SPEAKER_03:Well, you mentioned there's a much bigger assignment, and so when you look at what we're saying, it's not just one uh half a second part in a movie for kids or one page uh description in a book, it's all of these things together, it's a drip, drip, drip, drip, drip kind of uh sensation. You and I would be amazed uh to know the real numbers, but what would you say uh is a five through eight year old spending with media a day?

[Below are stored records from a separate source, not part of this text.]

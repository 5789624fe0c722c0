use chrono::{DateTime, Utc};
use pal_types::{Escalation, EscalationStatus, EscalationType, Severity};
use rusqlite::{params, Connection, OptionalExtension, Row};

use crate::error::invalid_column;
use crate::Result;

const ESCALATION_COLS: &str = "id, from_session, from_port, to_session, issue, \
     escalation_type, severity, context, suggestion, resolution, status, created_at, resolved_at";

fn row_to_escalation(row: &Row) -> rusqlite::Result<Escalation> {
    let type_raw: String = row.get(5)?;
    let severity_raw: String = row.get(6)?;
    let status_raw: String = row.get(10)?;
    Ok(Escalation {
        id: row.get(0)?,
        from_session: row.get(1)?,
        from_port: row.get(2)?,
        to_session: row.get(3)?,
        issue: row.get(4)?,
        escalation_type: EscalationType::parse(&type_raw)
            .ok_or_else(|| invalid_column(5, "escalation type", &type_raw))?,
        severity: Severity::parse(&severity_raw)
            .ok_or_else(|| invalid_column(6, "severity", &severity_raw))?,
        context: row.get(7)?,
        suggestion: row.get(8)?,
        resolution: row.get(9)?,
        status: EscalationStatus::parse(&status_raw)
            .ok_or_else(|| invalid_column(10, "escalation status", &status_raw))?,
        created_at: row.get(11)?,
        resolved_at: row.get(12)?,
    })
}

pub fn insert(conn: &Connection, escalation: &Escalation) -> Result<i64> {
    conn.execute(
        r#"
        INSERT INTO escalations (
            from_session, from_port, to_session, issue, escalation_type,
            severity, context, suggestion, resolution, status, created_at, resolved_at
        )
        VALUES (?1, ?2, ?3, ?4, ?5, ?6, ?7, ?8, ?9, ?10, ?11, ?12)
        "#,
        params![
            &escalation.from_session,
            &escalation.from_port,
            &escalation.to_session,
            &escalation.issue,
            escalation.escalation_type.as_str(),
            escalation.severity.as_str(),
            &escalation.context,
            &escalation.suggestion,
            &escalation.resolution,
            escalation.status.as_str(),
            escalation.created_at,
            escalation.resolved_at,
        ],
    )?;
    Ok(conn.last_insert_rowid())
}

pub fn get(conn: &Connection, escalation_id: i64) -> Result<Option<Escalation>> {
    let escalation = conn
        .query_row(
            &format!("SELECT {} FROM escalations WHERE id = ?1", ESCALATION_COLS),
            [escalation_id],
            row_to_escalation,
        )
        .optional()?;
    Ok(escalation)
}

pub fn set_status(
    conn: &Connection,
    escalation_id: i64,
    status: EscalationStatus,
    resolution: Option<&str>,
    resolved_at: Option<DateTime<Utc>>,
) -> Result<bool> {
    let updated = conn.execute(
        "UPDATE escalations SET status = ?2, resolution = COALESCE(?3, resolution),
                                resolved_at = COALESCE(?4, resolved_at)
         WHERE id = ?1 AND status IN ('open', 'acknowledged')",
        params![escalation_id, status.as_str(), resolution, resolved_at],
    )?;
    Ok(updated > 0)
}

pub fn list(conn: &Connection, status: Option<EscalationStatus>, limit: usize) -> Result<Vec<Escalation>> {
    let query = match status {
        Some(s) => format!(
            "SELECT {} FROM escalations WHERE status = '{}' ORDER BY id DESC LIMIT {}",
            ESCALATION_COLS,
            s.as_str(),
            limit
        ),
        None => format!(
            "SELECT {} FROM escalations ORDER BY id DESC LIMIT {}",
            ESCALATION_COLS, limit
        ),
    };
    let mut stmt = conn.prepare(&query)?;
    let escalations = stmt
        .query_map([], row_to_escalation)?
        .collect::<std::result::Result<Vec<_>, _>>()?;
    Ok(escalations)
}

/// Escalations still blocking a port from completing.
pub fn open_for_port(conn: &Connection, port_id: &str) -> Result<Vec<Escalation>> {
    let mut stmt = conn.prepare(&format!(
        "SELECT {} FROM escalations
         WHERE from_port = ?1 AND status IN ('open', 'acknowledged') ORDER BY id",
        ESCALATION_COLS
    ))?;
    let escalations = stmt
        .query_map([port_id], row_to_escalation)?
        .collect::<std::result::Result<Vec<_>, _>>()?;
    Ok(escalations)
}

SPEAKER_08:What I got from USA Today was four hours a day with that just translating out to uh 30 hours, just under 30 hours a week. But I really think that's a conservative You know it is. And that was from 2025, but I think it's a very it's a conservative, maybe they're playing it safe to get keep their readers or something. But it the fact is that it's so immersive what a kid watches on their little phone, they're just they're in it and they're they're with it. Um and then there's interactivity now where they're not just watching the video, well, they could make a video and they can put in that some of the things they saw just because they they're funny, and and kids, I think it's a universal to timeless thing that kids want to be accepted. They they want to be funny, they want to walk with the cool crowd, so they want affirmation, they want to fit in, they want to be on the cutting edge of stuff. Now that it's not just something you might see passing by a magazine stand, now it's on your phone, and there seem to be more and more ways that even blockers things are slipping past, and the kid wants is not trying to be dirty or negative or anti-gospel, they just want to be accepted, they just want friends and they want to be cool. So it's it's a it's a tough place today for kids.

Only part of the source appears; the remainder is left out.